MONEY IS DEBT. DEBT IS MONEY.

car note, house not, federal reserve note - all DEBT! all accruing interest!

>>and he didn't actually mention the cpi. he just asked the woman if she noticed that prices other than housing were going down. she said 'of course not'. prices in general don't seem to be falling yet, even though there are short term fluctuations in just about everything.<<

take a look at that credit chart again... note that i believe credit will likely fall to 40-75% of its current value.

get back to me at that point and then we'll check prices again. ;-)

that's equivalent to a financial atomic bomb blast. denninger thinks 40% of gdp will have to disappear to normalize. he won't be exactly right, but i will bet he's closer to the number than a 0% decline in GDP. even a 20% decline will be BRUTAL.

>>i appreciate that you took the time to listen to the podcast at all. most people wouldn't have done it. but you seem to have been in a little bit of a hurry and misread some of what he was saying.<<

technically, perhaps, but i got the gist of his ideas as he laid out. he laid them out in support of his thesis. he mentioned those items b/c he felt they were relevant. i addressed them as such.

??and like you i felt deflation was coming first. i still don't know. you might be right. but what schiff said made sense to me. however, i still consider it a strong possibility that we might not have any meaningful price deflation overall.<<

only if that credit chart begins to go parabolic.

i don't have the link to the recently updated chart, but i believe it showed a slight down trend - with all time low interest rates and $1.5+ trillion in TERMINAL government deficits.

both of those will change at some point. the deficits will be reduced - obama is already talking baout 2011 for when the "tough choices" are made. once it becomes apparent that americans are truly debt saturated, the financial vultures will jack up our interest rates and squeeze us in an effort to rake maximize their asset stripping - their sheep sheering wool, as it were.

i hope peter and rand get elected. i like most of ron paul's ideas (not all). i don't like their their belief that gold money is the solution - it isn't. we had plenty of depressions with gold backed money.

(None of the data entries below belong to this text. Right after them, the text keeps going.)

//! Connection code entity models.

use knect_core::types::{DbId, Timestamp};
use serde::Serialize;
use sqlx::FromRow;

/// A row from the `connection_codes` table.
#[derive(Debug, Clone, FromRow, Serialize)]
pub struct ConnectionCode {
    pub id: DbId,
    pub owner_user_id: DbId,
    pub code: String,
    pub is_active: bool,
    pub scan_count: i64,
    pub last_scanned_at: Option<Timestamp>,
    pub last_scan_location: Option<String>,
    pub created_at: Timestamp,
    pub expires_at: Timestamp,
}
//! Handlers for the `/invitations` resource: letting an anonymous
//! scanner leave their email behind, and redeeming the invitation at
//! registration.

use axum::extract::State;
use axum::Json;
use knect_core::clock::Clock;
use knect_core::codes;
use knect_core::connection::METHOD_EMAIL_INVITATION;
use knect_core::error::CoreError;
use knect_db::repositories::{ConnectionCodeRepo, ConnectionRequestRepo, UserRepo};
use serde::Deserialize;
use serde_json::json;
use validator::ValidateEmail;

use crate::error::{AppError, AppResult};
use crate::middleware::auth::AuthUser;
use crate::services::invitation::InvitationService;
use crate::services::notify::NotificationDispatcher;
use crate::state::AppState;

/// Request body for `POST /invitations`.
///
/// Submitted by an anonymous viewer who just scanned a code and wants
/// to stay in touch. `payload` is the same scanned token the viewer
/// presented to `/scan/validate`.
#[derive(Debug, Deserialize)]
pub struct SendInvitationRequest {
    pub recipient_email: String,
    pub payload: String,
    /// Scan id from the preceding `/scan/validate` response, if any.
    pub scan_id: Option<String>,
    /// Where the scan happened, for the shared memory.
    pub location: Option<String>,
    /// A note to keep alongside the meeting.
    pub note: Option<String>,
}

/// Request body for `POST /invitations/validate` and
/// `POST /invitations/complete`: the exact token pair from the
/// registration URL.
#[derive(Debug, Deserialize)]
pub struct InvitationTokens {
    pub invitation_id: String,
    pub code: String,
}

/// POST /api/v1/invitations
///
/// Anonymous: the scanner has no account, which is the whole point. The
/// scanned code resolves to its owner, who becomes the invitation's
/// sender. Inserts the invitation and a correlated pending memory,
/// emails the registration link, and commits only if the email was
/// accepted; a rejected send rolls everything back and answers 502.
///
/// Unlike `/scan/validate`, this is a mutating path, so a missing or
/// stale code fails loudly with 400.
pub async fn send_invitation(
    State(state): State<AppState>,
    Json(input): Json<SendInvitationRequest>,
) -> AppResult<Json<serde_json::Value>> {
    let recipient = input.recipient_email.trim();
    if !recipient.validate_email() {
        return Err(AppError::Core(CoreError::Validation(format!(
            "'{recipient}' is not a valid email address"
        ))));
    }

    let Some(code_str) = codes::extract_code(&input.payload) else {
        return Err(AppError::Core(CoreError::Validation(
            "Payload does not contain a connection code".to_string(),
        )));
    };
    let Some(code) = ConnectionCodeRepo::find_by_code(&state.pool, &code_str).await? else {
        return Err(AppError::Core(CoreError::Validation(
            "Unknown connection code".to_string(),
        )));
    };
    let now = state.clock.now();
    if !codes::code_is_usable(code.is_active, code.expires_at, now) {
        return Err(AppError::Core(CoreError::Validation(
            "Connection code is expired or deactivated".to_string(),
        )));
    }

    let Some(sender) = UserRepo::find_by_id(&state.pool, code.owner_user_id).await? else {
        return Err(AppError::Core(CoreError::NotFound {
            entity: "User",
            id: code.owner_user_id,
        }));
    };

    let snapshot = json!({
        "method": METHOD_EMAIL_INVITATION,
        "code": code.code,
        "scan_id": input.scan_id,
        "location": input.location,
        "note": input.note,
        "met_at": now,
    });

    let invitation = InvitationService::new(&state)
        .send(&sender, recipient, snapshot)
        .await?;

    Ok(Json(json!({
        "data": {
            "invitation_id": invitation.invitation_id,
            "recipient_email": invitation.recipient_email,
            "status": invitation.status,
            "expires_at": invitation.expires_at,
        }
    })))
}

/// POST /api/v1/invitations/validate
///
/// Pre-registration check of an invitation link. Public: the recipient
/// has no account yet. A redeemable pair answers the sender's display
/// info; anything else answers `{ "data": null }` without distinguishing
/// unknown, mismatched, expired, or already-redeemed.
pub async fn validate_invitation(
    State(state): State<AppState>,
    Json(tokens): Json<InvitationTokens>,
) -> AppResult<Json<serde_json::Value>> {
    let Some(invitation) = InvitationService::new(&state)
        .validate(&tokens.invitation_id, &tokens.code)
        .await?
    else {
        return Ok(Json(json!({ "data": null })));
    };

    let sender = UserRepo::find_by_id(&state.pool, invitation.sender_user_id).await?;
    let sender = sender.map(|u| {
        json!({
            "display_name": u.display_name,
            "avatar_url": u.avatar_url,
        })
    });

    Ok(Json(json!({
        "data": {
            "invitation_id": invitation.invitation_id,
            "recipient_email": invitation.recipient_email,
            "sender": sender,
            "expires_at": invitation.expires_at,
        }
    })))
}

/// POST /api/v1/invitations/complete
///
/// Redeem an invitation for the freshly registered, now-authenticated
/// recipient. Flips the invitation to `registered` and its correlated
/// memory to `connected` in one transaction, opens a pending connection
/// request toward the sender (a Contact still needs their approval), and
/// notifies them. Redemption is exactly-once: a replay or stale pair
/// answers 409.
pub async fn complete_invitation(
    auth: AuthUser,
    State(state): State<AppState>,
    Json(tokens): Json<InvitationTokens>,
) -> AppResult<Json<serde_json::Value>> {
    let Some((invitation, memory)) = InvitationService::new(&state)
        .complete(&tokens.invitation_id, &tokens.code, auth.user_id)
        .await?
    else {
        return Err(AppError::Core(CoreError::Conflict(
            "Invitation is no longer redeemable".to_string(),
        )));
    };

    // The request is how the sender gets to approve the new contact;
    // losing it is recoverable (the user can request manually), so it
    // does not unwind the committed resolution.
    let metadata = json!({
        "method": METHOD_EMAIL_INVITATION,
        "invitation_id": invitation.invitation_id,
    });
    let request_id = match ConnectionRequestRepo::create_pending(
        &state.pool,
        auth.user_id,
        invitation.sender_user_id,
        &metadata,
    )
    .await
    {
        Ok(request) => Some(request.id),
        Err(err) => {
            tracing::warn!(
                error = %err,
                invitation_id = %invitation.invitation_id,
                "Failed to open connection request after redemption"
            );
            None
        }
    };

    NotificationDispatcher::new(&state)
        .invitation_registered(invitation.sender_user_id, auth.user_id)
        .await;

    Ok(Json(json!({
        "data": {
            "memory": memory,
            "connection_request_id": request_id,
        }
    })))
}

our current system was set up to avoid these problems, but congress, the president and the press allowed the federal reserve to butcher the federal reserve act law and take credit aggregates parabolic to GDP.

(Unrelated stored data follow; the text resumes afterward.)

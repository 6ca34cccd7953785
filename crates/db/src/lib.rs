//! Database layer: pool construction, migrations, models, repositories.

pub mod models;
pub mod repositories;

use sqlx::postgres::PgPoolOptions;

pub type DbPool = sqlx::PgPool;

/// Create a connection pool from a database URL.
pub async fn create_pool(database_url: &str) -> Result<DbPool, sqlx::Error> {
    PgPoolOptions::new()
        .max_connections(20)
        .connect(database_url)
        .await
}

/// Verify the database is reachable.
pub async fn health_check(pool: &DbPool) -> Result<(), sqlx::Error> {
    sqlx::query("SELECT 1").execute(pool).await?;
    Ok(())
}

/// Apply all pending migrations from the workspace `migrations/` directory.
pub async fn run_migrations(pool: &DbPool) -> Result<(), sqlx::migrate::MigrateError> {
    sqlx::migrate!("../../migrations").run(pool).await
}
//! Handler for `/scan/validate`: resolving a scanned payload into a
//! privacy-filtered profile view.
//!
//! This is a read path serving anonymous and signed-in viewers alike, so
//! it never fails loudly over lookup misses: malformed payloads, unknown
//! codes, and deactivated codes all answer `{ "data": null }`, and an
//! expired code answers `{ "data": { "is_expired": true } }` so the UI
//! can prompt for a fresh one.

use axum::extract::State;
use axum::Json;
use knect_core::clock::Clock;
use knect_core::connection::METHOD_QR_SCAN;
use knect_core::types::DbId;
use knect_core::{codes, privacy};
use knect_db::models::connection_memory::NewConnectionMemory;
use knect_db::repositories::{ConnectionCodeRepo, ConnectionMemoryRepo, ConnectionRequestRepo, UserRepo};
use serde::Deserialize;
use serde_json::json;

use crate::error::AppResult;
use crate::middleware::auth::MaybeAuthUser;
use crate::services::scan::{ScanContext, ScanTracker};
use crate::state::AppState;

/// Request body for `POST /scan/validate`.
///
/// `payload` is whatever the scanner captured: a raw code, a scan or
/// share URL, or a legacy JSON blob.
#[derive(Debug, Deserialize)]
pub struct ValidateScanRequest {
    pub payload: String,
    #[serde(flatten)]
    pub context: ScanContext,
}

/// POST /api/v1/scan/validate
///
/// Resolve a scanned payload, record the scan, and return the owner's
/// profile view. When the viewer is signed in (and not scanning their
/// own code), a connected memory and an idempotent pending connection
/// request are created as side effects; their failure degrades to a
/// warning rather than blocking the view.
pub async fn validate_scan(
    viewer: MaybeAuthUser,
    State(state): State<AppState>,
    Json(input): Json<ValidateScanRequest>,
) -> AppResult<Json<serde_json::Value>> {
    let Some(code_str) = codes::extract_code(&input.payload) else {
        return Ok(Json(json!({ "data": null })));
    };

    let Some(code) = ConnectionCodeRepo::find_by_code(&state.pool, &code_str).await? else {
        return Ok(Json(json!({ "data": null })));
    };

    let now = state.clock.now();
    if !code.is_active {
        // Deactivated codes are indistinguishable from unknown ones.
        return Ok(Json(json!({ "data": null })));
    }
    if now >= code.expires_at {
        return Ok(Json(json!({ "data": { "profile": null, "is_expired": true } })));
    }

    let Some(owner) = UserRepo::find_by_id(&state.pool, code.owner_user_id).await? else {
        tracing::warn!(code = %code.code, owner_user_id = code.owner_user_id, "Usable code with no owner row");
        return Ok(Json(json!({ "data": null })));
    };

    let viewer_id = viewer.user_id();
    let recorded = ScanTracker::new(&state)
        .record(&code, &input.context, viewer_id)
        .await;

    let mut request_id = None;
    if let Some(viewer_id) = viewer_id {
        if viewer_id != code.owner_user_id {
            request_id =
                connect_identified_viewer(&state, viewer_id, code.owner_user_id, &recorded).await;
        }
    }

    let view = privacy::project_profile(&owner.into_owner_profile());

    Ok(Json(json!({
        "data": {
            "profile": view,
            "is_expired": false,
            "scan_id": recorded.scan_id,
            "session_id": recorded.session_id,
            "connection_request_id": request_id,
        }
    })))
}

/// Side effects of an identified (signed-in, non-self) scan: a connected
/// memory for the scanner and a pending connection request toward the
/// code owner. Both are best-effort on this read path.
async fn connect_identified_viewer(
    state: &AppState,
    viewer_id: DbId,
    owner_id: DbId,
    recorded: &crate::services::scan::RecordedScan,
) -> Option<DbId> {
    let meeting = json!({
        "method": METHOD_QR_SCAN,
        "scan_id": recorded.scan_id,
        "location": recorded.location,
    });

    let memory = NewConnectionMemory {
        from_user_id: viewer_id,
        to_user_id: Some(owner_id),
        invitation_id: None,
        first_meeting_data: meeting.clone(),
        email_invitation_sent: false,
    };
    if let Err(err) = ConnectionMemoryRepo::create_connected(&state.pool, &memory).await {
        tracing::warn!(error = %err, viewer_id, owner_id, "Failed to record scan memory");
    }

    match ConnectionRequestRepo::create_pending(&state.pool, viewer_id, owner_id, &meeting).await {
        Ok(request) => Some(request.id),
        Err(err) => {
            tracing::warn!(error = %err, viewer_id, owner_id, "Failed to create connection request from scan");
            None
        }
    }
}
//! Shared integration-test harness.
//!
//! Builds the application with the production middleware stack but with
//! injected fakes: a pinned clock, a no-op geocoder, and a recording
//! mailer that captures outbound messages instead of delivering them.

use std::sync::{Arc, Mutex};

use async_trait::async_trait;
use axum::body::Body;
use axum::http::{Request, Response, StatusCode};
use axum::Router;
use http_body_util::BodyExt;
use sqlx::PgPool;
use tower::ServiceExt;

use knect_api::auth::jwt::{generate_access_token, JwtConfig};
use knect_api::config::{EmailConfig, ServerConfig};
use knect_api::router::build_app_router;
use knect_api::services::geocode::NoopGeocoder;
use knect_api::services::mailer::{EmailMessage, Mailer, MailerError};
use knect_api::state::AppState;
use knect_core::clock::SystemClock;
use knect_core::types::DbId;

/// Mailer that records every message and reports success.
#[derive(Default)]
pub struct RecordingMailer {
    pub sent: Mutex<Vec<EmailMessage>>,
}

#[async_trait]
impl Mailer for RecordingMailer {
    async fn send(&self, message: &EmailMessage) -> Result<(), MailerError> {
        self.sent.lock().unwrap().push(message.clone());
        Ok(())
    }
}

/// Mailer that rejects every message, for rollback tests.
pub struct FailingMailer;

#[async_trait]
impl Mailer for FailingMailer {
    async fn send(&self, _message: &EmailMessage) -> Result<(), MailerError> {
        Err(MailerError::NotConfigured)
    }
}

/// Build a test `ServerConfig` with safe defaults.
pub fn test_config() -> ServerConfig {
    ServerConfig {
        host: "127.0.0.1".to_string(),
        port: 0,
        cors_origins: vec!["http://localhost:5173".to_string()],
        request_timeout_secs: 30,
        public_origin: "http://localhost:5173".to_string(),
        geocode_base_url: None,
        email: EmailConfig {
            api_url: None,
            api_key: None,
            from_address: "connect@knect.test".to_string(),
        },
        jwt: test_jwt_config(),
    }
}

/// JWT config with a fixed secret so tests can mint their own tokens.
pub fn test_jwt_config() -> JwtConfig {
    JwtConfig {
        secret: "integration-test-secret-that-is-long-enough".to_string(),
        access_token_expiry_mins: 15,
    }
}

/// Build the full application router with the production middleware
/// stack, a recording mailer, and a no-op geocoder.
pub fn build_test_app(pool: PgPool) -> (Router, Arc<RecordingMailer>) {
    let mailer = Arc::new(RecordingMailer::default());
    let app = build_test_app_with_mailer(pool, Arc::clone(&mailer) as Arc<dyn Mailer>);
    (app, mailer)
}

/// Build the app with a caller-supplied mailer (e.g. [`FailingMailer`]).
pub fn build_test_app_with_mailer(pool: PgPool, mailer: Arc<dyn Mailer>) -> Router {
    let config = test_config();
    let state = AppState {
        pool,
        config: Arc::new(config.clone()),
        clock: Arc::new(SystemClock),
        geocoder: Arc::new(NoopGeocoder),
        mailer,
    };
    build_app_router(state, &config)
}

/// Bearer token for the given user id, signed with the test secret.
pub fn auth_token(user_id: DbId) -> String {
    generate_access_token(user_id, &test_jwt_config()).expect("token generation should succeed")
}

/// Insert a user row and return its id.
pub async fn seed_user(pool: &PgPool, email: &str, display_name: &str) -> DbId {
    sqlx::query_scalar(
        "INSERT INTO users (email, display_name, allowed_fields, shared_links, default_shared_links) \
         VALUES ($1, $2, '{}', '{}', '[]') \
         RETURNING id",
    )
    .bind(email)
    .bind(display_name)
    .fetch_one(pool)
    .await
    .expect("seeding a user should succeed")
}

// ---------------------------------------------------------------------------
// Request helpers
// ---------------------------------------------------------------------------

/// Send a GET request without authentication.
pub async fn get(app: Router, path: &str) -> Response<Body> {
    let request = Request::builder()
        .uri(path)
        .body(Body::empty())
        .expect("request construction should succeed");
    app.oneshot(request).await.expect("request should complete")
}

/// Send a GET request with a Bearer token.
pub async fn get_auth(app: Router, path: &str, token: &str) -> Response<Body> {
    let request = Request::builder()
        .uri(path)
        .header("authorization", format!("Bearer {token}"))
        .body(Body::empty())
        .expect("request construction should succeed");
    app.oneshot(request).await.expect("request should complete")
}

/// Send a POST request with a JSON body, optionally authenticated.
pub async fn post_json(
    app: Router,
    path: &str,
    body: &serde_json::Value,
    token: Option<&str>,
) -> Response<Body> {
    let mut builder = Request::builder()
        .method("POST")
        .uri(path)
        .header("content-type", "application/json");
    if let Some(token) = token {
        builder = builder.header("authorization", format!("Bearer {token}"));
    }
    let request = builder
        .body(Body::from(body.to_string()))
        .expect("request construction should succeed");
    app.oneshot(request).await.expect("request should complete")
}

/// Read a response body as JSON.
pub async fn body_json(response: Response<Body>) -> serde_json::Value {
    let bytes = response
        .into_body()
        .collect()
        .await
        .expect("reading body should succeed")
        .to_bytes();
    serde_json::from_slice(&bytes).expect("body should be valid JSON")
}

/// Assert a status and return the parsed JSON body.
pub async fn expect_json(response: Response<Body>, status: StatusCode) -> serde_json::Value {
    assert_eq!(response.status(), status);
    body_json(response).await
}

that's why we are here - that doesn't happen and we aren't in this mess.

like you, i don't exclude some kind of dollar devaluation, but i see it devaluing against the world's reserve currency - and that is still the dollar for now. once it is replaced as such, then the buck could be butchered beyond all recognition and the financial elite will have their money in the new currency.

right now, imho, the financial terrorists are simply trying to balance the world's currencies and make some cash trading them to facilitate their state treasury looting operations. the time for IMF riots will come, but after the private banks have looted every last dollar possible from society and society is consigned to poverty and reliant on our new feudal lords and their new authoritarian government... you know, since "capitalism" and "democracy" (really, constitutional republic) failed so miserably. of course, that's a lie, but that will be their talking point as they (their planned crisis, our reaction, their planned solution) anoint themselves the world's rulers.

usury is their chain of bondage - and muslims understand the evil of usury.

do the wars against muslims make a bit more sense now?